Our mentor Roy Wilburn has offered these tips. Whoever posts, please give your name and the date after the subject of the advice

Fertilizing Tomatoes (Posted by Suzanne?, 7/20/15)
Use Bio flora instead of fish emulsion. Bio flora has a lower nitrogen count than FE, and is higher in both potassium and potash. These numbers are important in the growth of both flowers and fruit, instead of leaf growth, which nitrogen promotes. Bio flora (6-5-5) should be used for the type of vegetables that continue to produce fruit throughout the season. Fish emulsion ((5-1-1) is good for plants that are harvested only once such as lettuce.

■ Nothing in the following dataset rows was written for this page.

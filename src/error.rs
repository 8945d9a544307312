//! Error types for VayuGrid

use thiserror::Error;

/// Result type alias for frame integration
pub type Result<T> = std::result::Result<T, FrameError>;

/// Failure of a single `process_frame` call.
///
/// Every variant leaves the working grid and all published snapshots untouched.
#[derive(Error, Debug, Clone, PartialEq)]
pub enum FrameError {
    /// Orientation or origin could not be turned into a valid pose
    #[error("Invalid pose: {0}")]
    InvalidPose(String),

    /// Another frame is still being integrated
    #[error("Coordinator busy: a frame is already being processed")]
    Busy,

    /// Timestamp went backwards relative to the last accepted frame
    #[error("Out-of-order frame: timestamp {timestamp_ns} ns is older than {last_ns} ns")]
    OutOfOrder {
        /// Timestamp of the rejected frame
        timestamp_ns: u64,
        /// Timestamp of the last accepted frame
        last_ns: u64,
    },
}

/// Configuration loading and validation errors
#[derive(Error, Debug)]
pub enum ConfigError {
    /// Config file could not be read
    #[error("IO error: {0}")]
    Io(#[from] std::io::Error),

    /// Config file is not valid TOML for `VayuConfig`
    #[error("Parse error: {0}")]
    Parse(#[from] toml::de::Error),

    /// Values parsed but cannot describe a usable grid
    #[error("Invalid configuration: {0}")]
    Invalid(String),
}
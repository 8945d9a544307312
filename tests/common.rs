//! Test utilities for VayuGrid integration tests.
//!
//! Helpers for building coordinators and synthetic depth frames.

#![allow(dead_code)]

use rand::prelude::*;
use vayu_grid::{Coordinator, Frame, MapConfig, Point3, RangeSample};

/// Enable log output for a test run (`RUST_LOG=debug cargo test`).
pub fn init_logging() {
    let _ = env_logger::builder().is_test(true).try_init();
}

/// Coordinator over the default 10m cube at 0.1m.
pub fn default_coordinator() -> Coordinator {
    Coordinator::new(MapConfig::default()).expect("default config is valid")
}

/// Single sensor-frame point as a frame.
pub fn point_frame(timestamp_ns: u64, point: Point3) -> Frame {
    Frame::from_points(timestamp_ns, &[point])
}

/// Depth frame seen from `sensor` inside an axis-aligned box room.
///
/// Rays are spread over `azimuth_steps × elevation_steps` directions in the
/// world frame (identity orientation assumed); each range is the distance to
/// the room wall.
pub fn room_frame(
    timestamp_ns: u64,
    sensor: Point3,
    room_min: Point3,
    room_max: Point3,
    azimuth_steps: usize,
    elevation_steps: usize,
) -> Frame {
    let mut samples = Vec::with_capacity(azimuth_steps * elevation_steps);
    for i in 0..azimuth_steps {
        let azimuth = i as f32 / azimuth_steps as f32 * std::f32::consts::TAU;
        for j in 0..elevation_steps {
            let elevation = -1.2 + 2.4 * (j as f32 + 0.5) / elevation_steps as f32;
            let sample = RangeSample::from_angles(azimuth, elevation, 1.0);
            let range = distance_to_wall(sensor, sample.direction, room_min, room_max);
            samples.push(RangeSample::new(sample.direction, range));
        }
    }
    Frame::new(timestamp_ns, samples)
}

fn distance_to_wall(p: Point3, d: Point3, min: Point3, max: Point3) -> f32 {
    let mut t = f32::INFINITY;
    for (pos, dir, lo, hi) in [
        (p.x, d.x, min.x, max.x),
        (p.y, d.y, min.y, max.y),
        (p.z, d.z, min.z, max.z),
    ] {
        if dir > 0.0 {
            t = t.min((hi - pos) / dir);
        } else if dir < 0.0 {
            t = t.min((lo - pos) / dir);
        }
    }
    t
}

/// Frame of uniformly random points, some deliberately outside the grid.
pub fn random_frame(rng: &mut StdRng, timestamp_ns: u64, points: usize) -> Frame {
    let samples = (0..points)
        .map(|_| {
            let direction = Point3::new(
                rng.random::<f32>() * 2.0 - 1.0,
                rng.random::<f32>() * 2.0 - 1.0,
                rng.random::<f32>() * 2.0 - 1.0,
            );
            let range = rng.random::<f32>() * 14.0;
            RangeSample::new(direction, range)
        })
        .collect();
    Frame::new(timestamp_ns, samples)
}

/// Random position inside the default grid.
pub fn random_position(rng: &mut StdRng) -> Point3 {
    Point3::new(
        0.5 + rng.random::<f32>() * 9.0,
        0.5 + rng.random::<f32>() * 9.0,
        0.5 + rng.random::<f32>() * 9.0,
    )
}
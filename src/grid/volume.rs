//! Working voxel volume with copy-on-write chunks.
//!
//! Only the fusion engine writes here. Publishing a snapshot clones the chunk
//! `Arc`s, so the next write to a chunk still held by a snapshot copies it
//! first and the snapshot never observes the change.

use std::sync::Arc;

use super::chunk::{Chunk, Voxel};
use super::config::{GridConfig, LogOddsConfig};
use super::layout::GridLayout;
use super::snapshot::VoxelSnapshot;
use crate::core::VoxelCoord;

/// Mutable, chunked occupancy volume.
#[derive(Clone, Debug)]
pub struct VoxelVolume {
    layout: GridLayout,
    config: LogOddsConfig,
    chunks: Vec<Arc<Chunk>>,
}

impl VoxelVolume {
    /// Create an all-unknown volume.
    pub fn new(grid: &GridConfig, config: LogOddsConfig) -> Self {
        let layout = GridLayout::new(grid);
        let chunks = Self::pristine_chunks(&layout);
        Self {
            layout,
            config,
            chunks,
        }
    }

    // Every untouched chunk shares one allocation until first written.
    fn pristine_chunks(layout: &GridLayout) -> Vec<Arc<Chunk>> {
        let empty = Arc::new(Chunk::default());
        vec![empty; layout.chunk_count()]
    }

    /// Grid geometry.
    #[inline]
    pub fn layout(&self) -> &GridLayout {
        &self.layout
    }

    /// Log-odds parameters.
    #[inline]
    pub fn config(&self) -> &LogOddsConfig {
        &self.config
    }

    /// Voxel at an index, `None` outside the grid.
    pub fn voxel(&self, coord: VoxelCoord) -> Option<Voxel> {
        let (chunk, offset) = self.layout.locate(coord)?;
        Some(self.chunks[chunk].get(offset))
    }

    /// Add a log-odds increment to one voxel.
    ///
    /// Returns the new value, or `None` if the voxel is outside the grid.
    pub fn apply(&mut self, coord: VoxelCoord, delta: i16) -> Option<i16> {
        let (chunk, offset) = self.layout.locate(coord)?;
        let chunk = Arc::make_mut(&mut self.chunks[chunk]);
        Some(chunk.update(offset, delta, &self.config))
    }

    /// Apply a hit observation.
    #[inline]
    pub fn apply_hit(&mut self, coord: VoxelCoord) -> Option<i16> {
        self.apply(coord, self.config.l_hit)
    }

    /// Apply a miss (free-space) observation.
    #[inline]
    pub fn apply_miss(&mut self, coord: VoxelCoord) -> Option<i16> {
        self.apply(coord, self.config.l_miss)
    }

    /// Number of chunks holding at least one observed voxel.
    pub fn touched_chunks(&self) -> usize {
        self.chunks.iter().filter(|c| !c.is_pristine()).count()
    }

    /// Freeze the current contents into an immutable snapshot.
    ///
    /// O(chunk count): only the chunk pointers are copied.
    pub fn freeze(&self, version: u64, timestamp_ns: u64) -> VoxelSnapshot {
        VoxelSnapshot::new(
            version,
            timestamp_ns,
            self.layout,
            self.config.clone(),
            self.chunks.clone(),
        )
    }

    /// Forget all observations.
    pub fn clear(&mut self) {
        self.chunks = Self::pristine_chunks(&self.layout);
    }
}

Sterilizing Tools (Suzanne, 8/23/15)
To prevent spreading disease between gardens and between rows, sterilize all tools with a 10% bleach solution. Soak tools for 10 minutes or more, rinse with water, and dry. Good idea to use a bucket or container with a lid to slow down evaporation. Solution can be kept and used for several weeks.

Insect Control (Suzanne, 8/23/15)
Spray plants with a solution of 2.5 oz Safer Soap and 1 tbsp. of liquid BT to one gallon of water every other week. (In a perfect world we'd have someone to check the plants daily for insect larvae so we could spray 3 days later, but this is the next best solution.)

Melon Care (Suzanne, 8/31/15)
When fruit is two inches or larger, start fertilization. You can place fruit on paper plates and should periodically give the fruit a quarter turn to prevent the fruit from rotting on the bottom. Regularly coax the vines back to the bed and out of the walkways.

Planting Seedlings (Suzanne, 8/31/15)
Soak bed thoroughly -- when you stick a finger in there should be no dry spots. Using a yardstick, mark holes no more than 3 inches from the irrigation tape and the appropriate distance between plants. If possible, dip the seedlings into Roy's secret sauce. Plant the seedlings deep enough that they can more or less stand up on their own. Sprinkle the damp bed with Sluggo Plus (more effective on damp soil but not in pools of water). Cover with shade cloth and check regularly for proper irrigation.
Sometimes a seedling won't make it. When this happens, ask yourself why -- planted too far or too close to the irrigation tape? planted poorly?bugs? vermin?

Planting Seeds (Suzanne 10/20/15)
Fill trays with seed starter soil mixture. Using your finger, create a shallow indentation in each cube and place a single seed in each indentation. Sprinkle more starter soil mixture on top of tray and lighter water.